Eğitimci-Yazar Yaman: Küresel sisteme göre kadın bir reklam malzemesidir
Batman’da “Aile Okulu” programında konuşan Eğitimci-Yazar Özkan Yaman, Avrupa’da, Amerika’da aile kavramının olmadığını belirterek, dünyayı yöneten küresel sisteme göre kadının bir reklam malzemesi olduğunu söyledi.
Sağlıklı evliliklerin ve aile saadetinin oluşturulması, var olan saadetin pekiştirilmesi ve saadeti dareynin sürdürülmesine katkı sağlamak amacıyla Batman’da başlatılan “Aile Okulu” projesi yoğun ilgi gördü.
Tesettür Seferberliği Platformu (TESSEP) Batman İl Temsilciliği tarafından genç evliler, yeni evlenenler ve evlilik çağında olanlara yönelik başlatılan ve yoğun bir katılımın olduğu eğitim programı, 2 hafta boyunca devam edecek.
Batman Peygamber Sevdalıları Derneği Konferans Salonunda yapılacak eğitimlerde, alanında uzman isimler tarafından aile kurumuna yönelik dersler verilecek. Program sonunda ise düzenlenecek yarışmada dereceye girenlere ödüller takdim edilecek.
Kur’an-ı Kerim tilavetiyle başlayan programda bir konuşma yapan Eğitimci-Yazar Özkan Yaman, İslam’da aile kurumunun önemine değindi.
Batı’da, Avrupa’da aile kavramının olmadığını, kadınlarına çok yakın bir zamana kadar dahi hiçbir değerinin verilmediğine dikkat çeken Özkan, bu ülkelerde kadının sadece bir meta olarak görüldüğünü vurguladı.
“Gemi batıyorsa bunun için herkesin seferber olması lazım”
İslam ülkelerinde de aile kurumunun yavaş yavaş alarm verdiğine işaret eden Yaman, “Aile, bizde de ciddi ciddi alarm vermeye başladı. Artık boşanma rakamları çok çok hızlı bir şekilde yükseliyor. 3-5 kat değil onlarca kat her sene katlanıyor.
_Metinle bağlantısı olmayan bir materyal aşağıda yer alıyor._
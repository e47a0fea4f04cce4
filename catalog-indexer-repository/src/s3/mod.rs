//! S3-compatible implementation of the object store.

mod client;
mod signing;

pub use client::{S3Config, S3ObjectStore};
pub use signing::Credentials;
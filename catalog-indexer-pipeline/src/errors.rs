//! Pipeline error types.

use thiserror::Error;
use uuid::Uuid;

use catalog_indexer_repository::{
    ExtractionError, GraphError, QueueError, RepositoryError, SearchError, StorageError,
};
use catalog_indexer_shared::ValidationError;

/// Errors that can occur while running a pipeline component.
#[derive(Error, Debug)]
pub enum PipelineError {
    /// An input message failed validation before any side effect.
    #[error(transparent)]
    Validation(#[from] ValidationError),

    #[error("Repository error: {0}")]
    Repository(#[from] RepositoryError),

    #[error("Storage error: {0}")]
    Storage(#[from] StorageError),

    #[error("Queue error: {0}")]
    Queue(#[from] QueueError),

    #[error("Search error: {0}")]
    Search(#[from] SearchError),

    #[error("Extraction error: {0}")]
    Extraction(#[from] ExtractionError),

    #[error("Graph error: {0}")]
    Graph(#[from] GraphError),

    /// The indexer found no persisted metadata for the job's id.
    #[error("No persisted metadata for {0}")]
    MissingMetadata(Uuid),

    /// A document could not be assembled.
    #[error("Document error: {0}")]
    DocumentError(String),

    /// Some items of a fan-out batch failed; the rest were processed.
    #[error("{failed} of {total} items failed")]
    PartialFailure { failed: usize, total: usize },

    /// The graph bulk load ended in a failure state.
    #[error("Bulk load {load_id} failed: {status}")]
    LoadFailed { load_id: String, status: String },

    /// The graph bulk load did not finish in time.
    #[error("Bulk load {0} timed out")]
    LoadTimeout(String),

    #[error("Kafka error: {0}")]
    KafkaError(String),

    #[error("Configuration error: {0}")]
    ConfigError(String),
}

impl PipelineError {
    /// Create a Kafka error.
    pub fn kafka(msg: impl Into<String>) -> Self {
        Self::KafkaError(msg.into())
    }

    /// Create a configuration error.
    pub fn config(msg: impl Into<String>) -> Self {
        Self::ConfigError(msg.into())
    }

    /// Create a document error.
    pub fn document(msg: impl ToString) -> Self {
        Self::DocumentError(msg.to_string())
    }

    /// Whether redelivering the message could succeed.
    ///
    /// Malformed input, missing metadata and documents that cannot be built
    /// will fail the same way every time.
    pub fn is_retryable(&self) -> bool {
        !matches!(
            self,
            Self::Validation(_)
                | Self::MissingMetadata(_)
                | Self::DocumentError(_)
                | Self::ConfigError(_)
        )
    }
}

#[cfg(test)]
mod tests {
    use super::*;

    #[test]
    fn test_retry_classification() {
        assert!(!PipelineError::from(ValidationError::malformed("trigger", "bad id")).is_retryable());
        assert!(!PipelineError::MissingMetadata(Uuid::nil()).is_retryable());
        assert!(PipelineError::from(StorageError::transport("b", "k", "reset")).is_retryable());
        assert!(PipelineError::from(ExtractionError::failed("PdfError", "broken")).is_retryable());
        assert!(PipelineError::PartialFailure { failed: 1, total: 2 }.is_retryable());
    }
}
Boşanmalarla beraber bir de geçimsizlikler çok fazla. Çocuk eğitimleri ile ilgili sıkıntılar, problemler artıyor. Bu da aileyle kaynaklı. Bu meselenin çok boyutu var. Yani aile alarm veriyor derken bunu biz tek başımıza kurtaramayız. Gemi batıyorsa bunun için herkesin seferber olması lazım.” dedi.
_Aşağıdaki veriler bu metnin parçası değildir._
//! Object store error types.

use thiserror::Error;

/// Errors that can occur while reading or writing objects.
#[derive(Error, Debug)]
pub enum StorageError {
    /// Missing or unusable credentials / endpoint configuration.
    #[error("Configuration error: {0}")]
    ConfigError(String),

    /// The request could not be sent or the body could not be read.
    #[error("Transport error for s3://{bucket}/{key}: {reason}")]
    TransportError {
        bucket: String,
        key: String,
        reason: String,
    },

    /// The store answered with a non-success status.
    #[error("Object store returned HTTP {status} for s3://{bucket}/{key}: {body}")]
    StatusError {
        bucket: String,
        key: String,
        status: u16,
        body: String,
    },

    /// A stored object did not contain the expected JSON.
    #[error("Invalid JSON in s3://{bucket}/{key}: {reason}")]
    InvalidJson {
        bucket: String,
        key: String,
        reason: String,
    },
}

impl StorageError {
    /// Create a configuration error.
    pub fn config(msg: impl Into<String>) -> Self {
        Self::ConfigError(msg.into())
    }

    /// Create a transport error.
    pub fn transport(bucket: &str, key: &str, reason: impl ToString) -> Self {
        Self::TransportError {
            bucket: bucket.to_string(),
            key: key.to_string(),
            reason: reason.to_string(),
        }
    }

    /// Create a status error.
    pub fn status(bucket: &str, key: &str, status: u16, body: impl Into<String>) -> Self {
        Self::StatusError {
            bucket: bucket.to_string(),
            key: key.to_string(),
            status,
            body: body.into(),
        }
    }

    /// Create an invalid JSON error.
    pub fn invalid_json(bucket: &str, key: &str, reason: impl ToString) -> Self {
        Self::InvalidJson {
            bucket: bucket.to_string(),
            key: key.to_string(),
            reason: reason.to_string(),
        }
    }
}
“Aileyle ilgili kusurlarımızın hepsi yaratılışımızdan uzaklaşmamız anlamına geliyor”
Aile kurmanın Allah’ın bir emri olduğunu anımsatan Yaman, “Aile derken Allah’ın fıtratımıza, yaratılışımıza yerleştirdiği bir gerçeklikten bahsediyoruz. Aileyi Allah Teâlâ istemiş. O murat etmiş, O emretmiş. Yani biz yeryüzünde aile olarak var olacağız. Aile ile ilgili sınırları da Allah Teâlâ belirlemiş. Bizim yaptığımız hatalar, aileyle ilgili kusurlarımızın hepsi aslında yaratılışımızdan uzaklaşmamız anlamına geliyor. Yani bir kadın eşine kusur ettiği zaman yaratılışına karşı aykırı davranıyor. Bir erkek hanımına karşı yanlış yaptığı zaman kendi yaratılışıyla çelişiyor.” diye konuştu.
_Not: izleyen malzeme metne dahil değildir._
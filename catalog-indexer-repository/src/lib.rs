//! # Catalog Indexer Repository
//!
//! Traits and concrete implementations for every external system the
//! pipeline talks to: the search engine, the object store, the message
//! queue, the source repository, the text extraction function and the
//! graph database.

pub mod config;
pub mod errors;
pub mod extraction;
pub mod interfaces;
pub mod kafka;
pub mod neptune;
pub mod opensearch;
pub mod rest;
pub mod s3;
pub mod types;

pub use config::SearchIndexConfig;
pub use errors::{
    ExtractionError, GraphError, QueueError, RepositoryError, SearchError, StorageError,
};
pub use extraction::HttpTextExtractor;
pub use interfaces::{
    GraphDatabase, MessagePublisher, ObjectStore, SearchEngineClient, SourceRepository,
    TextExtractor,
};
pub use kafka::KafkaPublisher;
pub use neptune::{GraphConfig, NeptuneGraphClient};
pub use opensearch::OpenSearchClient;
pub use rest::{RepositoryConfig, RestSourceRepository};
pub use s3::{Credentials, S3Config, S3ObjectStore};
“Kadınların seçilme hakkı yoktu”
Avrupa’nın kadına bakış açısını verdiğini örneklerle anlatan Yaman, konuşmasına şöyle devam etti:
“Hiçbir fikir, düşünce, din, ideoloji kadını tarif etmeden bir fikir, düşünce, devlet olamaz. Kadınla ilgili yorumunun net olması lazım. Almanya’da, kadın kocasını kızdırdı, kocası da onu dövdü, öldürdü; o erkeğe ceza verilmez. Almanya’nın kadına bakışı bu. Daha 3-4 yıl öncesine kadar İsviçre’de kadınların seçilme hakkı yoktu. Kanada’da kadınlar 1991 senesinde seçilme hakkına kavuştular.”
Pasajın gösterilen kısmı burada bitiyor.